### RECORDS TO USE
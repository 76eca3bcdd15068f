use std::fmt::Display;

use approx::AbsDiffEq;
use serde::{Deserialize, Serialize};

use crate::ForceConstant;

/// The force constants of a single body order, in the order they appeared in
/// the source [crate::WatsonHamiltonian]
#[derive(Clone, Debug, Default, PartialEq, Serialize, Deserialize)]
pub struct VibrationalIntegrals {
    num_body: usize,
    integrals: Vec<ForceConstant>,
}

impl VibrationalIntegrals {
    pub fn new(num_body: usize, integrals: Vec<ForceConstant>) -> Self {
        Self {
            num_body,
            integrals,
        }
    }

    pub fn num_body(&self) -> usize {
        self.num_body
    }

    pub fn integrals(&self) -> &[ForceConstant] {
        &self.integrals
    }

    pub fn len(&self) -> usize {
        self.integrals.len()
    }

    #[must_use]
    pub fn is_empty(&self) -> bool {
        self.integrals.is_empty()
    }

    pub fn iter(&self) -> std::slice::Iter<'_, ForceConstant> {
        self.integrals.iter()
    }

    pub(crate) fn push(&mut self, fc: ForceConstant) {
        self.integrals.push(fc);
    }
}

/// Two tables are close when they have the same body order, the same length,
/// and each pair of records in order has identical modes and coefficients
/// within `epsilon`. Zipping alone would silently ignore extra records on
/// either side, so a length mismatch is reported and counts as a difference.
impl AbsDiffEq for VibrationalIntegrals {
    type Epsilon = f64;

    fn default_epsilon() -> Self::Epsilon {
        ForceConstant::default_epsilon()
    }

    fn abs_diff_eq(&self, other: &Self, epsilon: Self::Epsilon) -> bool {
        if self.num_body != other.num_body {
            return false;
        }
        if self.len() != other.len() {
            log::warn!(
                "{}-body tables differ in length: {} vs {}",
                self.num_body,
                self.len(),
                other.len()
            );
            return false;
        }
        let mut ret = true;
        for (a, b) in self.iter().zip(other.iter()) {
            if !a.abs_diff_eq(b, epsilon) {
                log::warn!("{}-body mismatch: {a} vs {b}", self.num_body);
                ret = false;
            }
        }
        ret
    }
}

impl Display for VibrationalIntegrals {
    fn fmt(&self, f: &mut std::fmt::Formatter<'_>) -> std::fmt::Result {
        writeln!(f, "{}-Body Terms:", self.num_body)?;
        for fc in &self.integrals {
            writeln!(f, "{fc}")?;
        }
        Ok(())
    }
}
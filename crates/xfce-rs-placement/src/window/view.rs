use bitflags::bitflags;

use crate::core::{Axes, Edges, Rect};
use crate::snap::regions::RegionId;
use crate::window::output::OutputId;

pub use crate::core::ViewId;

/// How a view is currently placed. Exactly one applies at a time.
#[derive(Debug, Clone, Copy, PartialEq, Eq)]
pub enum PlacementState {
    Floating,
    /// Snapped to one or two screen edges (halves and quarters).
    Tiled { edges: Edges },
    /// Snapped to a user-defined region.
    Region { region: RegionId },
    Maximized { axes: Axes },
    Fullscreen,
}

impl PlacementState {
    pub fn is_floating(&self) -> bool {
        matches!(self, PlacementState::Floating)
    }

    /// Tiled to an edge or region, or maximized on any axis.
    pub fn is_snapped(&self) -> bool {
        matches!(
            self,
            PlacementState::Tiled { .. } | PlacementState::Region { .. } | PlacementState::Maximized { .. }
        )
    }

    pub fn maximized_axes(&self) -> Axes {
        match self {
            PlacementState::Maximized { axes } => *axes,
            _ => Axes::empty(),
        }
    }
}

bitflags! {
    /// Static properties of a view that restrict interactive placement.
    #[derive(Debug, Clone, Copy, PartialEq, Eq, Hash)]
    pub struct ViewFlags: u8 {
        /// Position is chosen by the client (e.g. docks, desktop windows).
        const FIXED_POSITION = 0b001;
        /// Reserves screen space (panels).
        const RESERVES_STRUT = 0b010;
        const MODAL          = 0b100;
    }
}

#[derive(Debug, Clone)]
pub struct View {
    pub title: String,
    /// Geometry currently shown on screen.
    pub current: Rect,
    /// Geometry last requested from the client.
    pub pending: Rect,
    /// Floating geometry to return to when leaving a tiled or maximized state.
    pub natural: Rect,
    pub placement: PlacementState,
    pub flags: ViewFlags,
    pub parent: Option<ViewId>,
    pub focusable: bool,
    pub output: Option<OutputId>,
    /// Name of the region this view was evacuated from during an output reconfigure.
    pub evacuated_region: Option<String>,
}

impl View {
    pub fn new(title: impl Into<String>, geometry: Rect) -> Self {
        Self {
            title: title.into(),
            current: geometry,
            pending: geometry,
            natural: geometry,
            placement: PlacementState::Floating,
            flags: ViewFlags::empty(),
            parent: None,
            focusable: true,
            output: None,
            evacuated_region: None,
        }
    }

    pub fn with_flags(mut self, flags: ViewFlags) -> Self {
        self.flags = flags;
        self
    }

    pub fn with_parent(mut self, parent: ViewId) -> Self {
        self.parent = Some(parent);
        self
    }

    pub fn with_placement(mut self, placement: PlacementState) -> Self {
        self.placement = placement;
        self
    }

    pub fn is_fixed_position(&self) -> bool {
        self.flags.contains(ViewFlags::FIXED_POSITION)
    }

    pub fn reserves_strut(&self) -> bool {
        self.flags.contains(ViewFlags::RESERVES_STRUT)
    }

    pub fn is_modal(&self) -> bool {
        self.flags.contains(ViewFlags::MODAL)
    }

    pub fn is_fullscreen(&self) -> bool {
        matches!(self.placement, PlacementState::Fullscreen)
    }

    /// Not subordinated to another view.
    pub fn is_root(&self) -> bool {
        self.parent.is_none() && !self.is_modal()
    }

    /// Interactive move and resize are never offered for these views.
    pub fn is_movable(&self) -> bool {
        !self.is_fixed_position() && !self.reserves_strut()
    }

    /// Store the current geometry as the natural one, but only while floating.
    pub fn store_natural_geometry(&mut self) {
        if self.placement.is_floating() && !self.current.is_empty() {
            self.natural = self.current;
        }
    }
}
use crate::core::{Modifiers, Point};
use crate::window::cursors::CursorImage;
use crate::window::view::ViewId;

/// Pointer and keyboard state of the single seat.
#[derive(Debug, Clone)]
pub struct Seat {
    pub cursor: Point,
    pub modifiers: Modifiers,
    pub keyboard_focus: Option<ViewId>,
    pub pointer_focus: Option<ViewId>,
    pub cursor_image: CursorImage,
}

impl Seat {
    pub fn new() -> Self {
        Self {
            cursor: Point::default(),
            modifiers: Modifiers::empty(),
            keyboard_focus: None,
            pointer_focus: None,
            cursor_image: CursorImage::Default,
        }
    }

    pub fn clear_focus(&mut self) {
        self.keyboard_focus = None;
        self.pointer_focus = None;
    }

    /// Drop every reference to a destroyed view.
    pub fn forget_view(&mut self, view: ViewId) {
        if self.keyboard_focus == Some(view) {
            self.keyboard_focus = None;
        }
        if self.pointer_focus == Some(view) {
            self.pointer_focus = None;
        }
    }
}

impl Default for Seat {
    fn default() -> Self {
        Self::new()
    }
}
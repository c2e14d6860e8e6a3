use std::time::Duration;

use tracing::debug;

use crate::core::{Edges, Rect};
use crate::present::{OverlayKind, OverlayTimer, Presenter};
use crate::snap::regions::RegionId;
use crate::window::output::OutputId;

/// What the snap preview currently stands for.
#[derive(Debug, Clone, Copy, PartialEq, Eq)]
pub enum OverlayState {
    Inactive,
    Region(RegionId),
    Edge { edges: Edges, output: OutputId },
}

/// The transient rectangle previewing where a dropped view would land.
///
/// Region previews appear at once. Edge previews wait for the overlay timer
/// unless their delay is zero. The timer is armed only while an edge preview
/// is pending.
#[derive(Debug)]
pub struct OverlayPreview {
    state: OverlayState,
    geometry: Rect,
    timer_armed: bool,
    visible: bool,
}

impl OverlayPreview {
    pub fn new() -> Self {
        Self { state: OverlayState::Inactive, geometry: Rect::default(), timer_armed: false, visible: false }
    }

    pub fn state(&self) -> OverlayState {
        self.state
    }

    pub fn is_visible(&self) -> bool {
        self.visible
    }

    pub fn is_timer_armed(&self) -> bool {
        self.timer_armed
    }

    /// Rectangle of the current (possibly still pending) preview.
    pub fn geometry(&self) -> Option<Rect> {
        match self.state {
            OverlayState::Inactive => None,
            _ => Some(self.geometry),
        }
    }

    pub fn hide(&mut self, presenter: &mut dyn Presenter, timer: &mut dyn OverlayTimer) {
        if self.timer_armed {
            timer.disarm();
            self.timer_armed = false;
        }
        if self.visible {
            presenter.hide_overlay();
            self.visible = false;
        }
        if self.state != OverlayState::Inactive {
            debug!("Overlay hidden ({:?})", self.state);
        }
        self.state = OverlayState::Inactive;
    }

    pub fn show_region(
        &mut self,
        region: RegionId,
        geometry: Rect,
        presenter: &mut dyn Presenter,
        timer: &mut dyn OverlayTimer,
    ) {
        if self.state == OverlayState::Region(region) {
            return;
        }
        self.hide(presenter, timer);
        self.state = OverlayState::Region(region);
        self.geometry = geometry;
        presenter.show_overlay(geometry, OverlayKind::Region);
        self.visible = true;
    }

    pub fn show_edge(
        &mut self,
        output: OutputId,
        edges: Edges,
        geometry: Rect,
        delay: Duration,
        presenter: &mut dyn Presenter,
        timer: &mut dyn OverlayTimer,
    ) {
        let state = OverlayState::Edge { edges, output };
        if self.state == state {
            return;
        }
        self.hide(presenter, timer);
        self.state = state;
        self.geometry = geometry;
        if delay.is_zero() {
            presenter.show_overlay(geometry, OverlayKind::Edge);
            self.visible = true;
        } else {
            debug!("Edge overlay {:?} pending for {:?}", edges, delay);
            timer.arm(delay);
            self.timer_armed = true;
        }
    }

    /// Timer callback. Returns whether the preview became visible; a timer
    /// that outlived its edge state does nothing.
    pub fn timer_fired(&mut self, presenter: &mut dyn Presenter) -> bool {
        if !self.timer_armed {
            return false;
        }
        self.timer_armed = false;
        match self.state {
            OverlayState::Edge { .. } if !self.visible => {
                presenter.show_overlay(self.geometry, OverlayKind::Edge);
                self.visible = true;
                true
            }
            _ => false,
        }
    }
}

impl Default for OverlayPreview {
    fn default() -> Self {
        Self::new()
    }
}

### WHAT YOU HAVE TO DO
Copy each line of the listing that includes "currently".

### YOUR RESPONSE
/// How a view is currently placed. Exactly one applies at a time.
    /// Geometry currently shown on screen.
/// What the snap preview currently stands for.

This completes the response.